Peu de temps après, nous pûmes décréter que Frédéric, tout de même dans sa quatrième année, était propre, sevré des langes au moins durant le jour. En effet, il avait appris à s’y rendre seul, sortir le pot de chambre, secouer la dernière goutte et ranger l’objet. Cependant, son bonheur suprême restait d’être assis sur un pot tout près de sa sœur, et d’y rester parfois dix ou quinze minutes, souvent un livre à la main. En fait, nous les délogions seulement lorsqu’un de nous avait une envie pressante, ou qu’il était temps d’aller se promener, se coucher ou encore de manger.

Louise – Marie et Frédéric se ressemblaient beaucoup, ils possédaient les mêmes petits yeux, avec des sourcils placés bas sur l’arcade, ce qui leur donnait le même regard mystérieux, et donc, la même expression de visage. De toute manière, plus ils grandissaient et plus on avait du mal à identifier l’aîné parmi les deux. D’ici un ou deux ans, leur faible différence d’âge s’estomperait sur leurs tailles et leurs figures. Pour l’instant, Louise – Marie se démarquait de son frère par ses progrès, elle s’exprimait mieux, propre la nuit, et capable d’un peu plus d’autonomie, comme mettre seule ses chaussures et enfiler son manteau.

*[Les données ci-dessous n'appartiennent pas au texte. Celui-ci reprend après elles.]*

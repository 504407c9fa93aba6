//! Top-level scattering system.
//!
//! Owns the driver handle, config, clock and readback manager, and runs
//! one [`ScatterBuilder`] per registered terrain. The host calls
//! [`ScatterSystem::tick`] once per frame with its camera positions;
//! everything else happens here: polling readbacks, routing finished
//! outputs to their builders, sharing the creation budget across
//! builders nearest-first, and the retire/apply pass.

use std::sync::Arc;

use log::{debug, info};

use crate::builder::ScatterBuilder;
use crate::core::config::ScatterConfig;
use crate::core::time::FrameClock;
use crate::core::types::{Result, Vec3};
use crate::gpu::readback::ReadbackManager;
use crate::gpu::ScatterDriver;
use crate::landscape::{SurfaceProbe, Terrain};
use crate::math::Aabb;
use crate::variety::ScatterKind;

/// A placement volume: terrains whose bounds cross it receive its
/// scatter kinds.
#[derive(Clone, Debug)]
pub struct ScatterRegion {
    /// XY extent; Z is ignored during assignment.
    pub bounds: Aabb,
    pub kinds: Vec<ScatterKind>,
}

pub struct ScatterSystem {
    driver: Arc<dyn ScatterDriver>,
    config: ScatterConfig,
    clock: FrameClock,
    readbacks: ReadbackManager,
    builders: Vec<ScatterBuilder>,
    probe: Option<Arc<dyn SurfaceProbe>>,
}

impl ScatterSystem {
    pub fn new(driver: Arc<dyn ScatterDriver>, config: ScatterConfig) -> Self {
        Self {
            driver,
            config,
            clock: FrameClock::new(),
            readbacks: ReadbackManager::default(),
            builders: Vec::new(),
            probe: None,
        }
    }

    /// Collision probe handed to every builder created afterwards.
    pub fn set_surface_probe(&mut self, probe: Arc<dyn SurfaceProbe>) {
        self.probe = Some(probe);
    }

    pub fn config(&self) -> &ScatterConfig {
        &self.config
    }

    /// Live config access; changes apply from the next tick.
    pub fn config_mut(&mut self) -> &mut ScatterConfig {
        &mut self.config
    }

    pub fn frame(&self) -> u32 {
        self.clock.frame()
    }

    pub fn builders(&self) -> &[ScatterBuilder] {
        &self.builders
    }

    pub fn add_terrain(&mut self, terrain: Arc<Terrain>) {
        info!("registering terrain '{}'", terrain.name);
        self.builders
            .push(ScatterBuilder::new(terrain, self.probe.clone()));
    }

    /// Assign the region's kinds to every terrain it overlaps in XY.
    pub fn add_region(&mut self, region: ScatterRegion) {
        let mut assigned = 0;
        for builder in &mut self.builders {
            if builder.terrain().world_bounds().intersects_xy(&region.bounds) {
                builder.add_kinds(region.kinds.iter().cloned());
                assigned += 1;
            }
        }
        debug!("region assigned to {assigned} of {} terrains", self.builders.len());
    }

    /// One orchestration frame.
    pub fn tick(&mut self, cameras: &[Vec3]) -> Result<()> {
        if !self.config.enabled {
            return Ok(());
        }
        self.clock.tick();
        let frame = self.clock.frame();
        let now = self.clock.now_seconds();

        // Finished readbacks go to their builder's worker pool first so
        // this tick's apply pass can already see early completions.
        let outputs = self
            .readbacks
            .poll(self.driver.as_ref(), frame, &self.config);
        for output in outputs {
            if let Some(builder) = self.builders.iter_mut().find(|b| b.owns(&output.key)) {
                builder.submit_output(output);
            }
        }

        // Nearest terrains get first claim on the creation budget.
        let mut order: Vec<usize> = (0..self.builders.len()).collect();
        order.sort_by(|&a, &b| {
            self.builders[a]
                .min_camera_distance_sq(cameras)
                .total_cmp(&self.builders[b].min_camera_distance_sq(cameras))
        });

        let interval = self.config.update_interval.max(1);
        let mut creates = 0;
        for index in order {
            // Staggered so builders with a long interval spread across
            // frames instead of piling onto one.
            if (frame + index as u32) % interval != 0 {
                continue;
            }
            self.builders[index].build_dispatches(
                cameras,
                self.driver.as_ref(),
                &mut self.readbacks,
                frame,
                now,
                &self.config,
                &mut creates,
            )?;
        }

        for builder in &mut self.builders {
            builder.wait_and_apply(frame, now, &self.config);
        }
        Ok(())
    }

    /// Drop every cached cell, in-flight readback and foliage component.
    /// Blocks until worker builds join; their results are discarded.
    pub fn flush_cache(&mut self) {
        info!("flushing scatter cache ({} builders)", self.builders.len());
        self.readbacks.clear_all();
        for builder in &mut self.builders {
            builder.flush();
        }
    }
}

Un jour, j’avais décidé de profiter d’une sieste réparatrice des enfants pour aller me promener dans la ville, laissant Marie et Jeanne à la maison, au calme. C’est alors qu’en voulant me rendre chez l’apothicaire pour soigner mes différents maux de dos et d’estomac, mes yeux tombèrent d’admiration devant la vitrine d’une boutique où l’on avait exposé, assise sur une chaise à bascule miniature, une belle poupée de cire, qui avait l’air d’observer les passants. Un poupon à la peau claire, aux cheveux piqués noirs profond, aux lèvres rouges et aux yeux bleus, fixes et froids, habillée d’une robe blanche et bleue satinée. Pensant à l’anniversaire d’ici quelques temps des cinq ans de ma petite – fille, qui n’avait jamais vraiment eu de jouets, mon esprit me poussa à aller en demander le prix à l’intérieur. Du sol au plafond, entassés sur des étagères infinies, les bibelots, livres, poupées poussiéreuses, chariots, soldats de plomb et jeux de dames débordaient. J’eus presque peur de me laisser ensevelir si j’osais m’approcher du comptoir vide, derrière lequel devait se trouver la porte du logement du propriétaire. Je patientais dix minutes avant qu’une femme sans âge aux cheveux bruns ondulés ne sorte de là, et ne tende la tête avec nonchalance pour me demander ce que je souhaitais.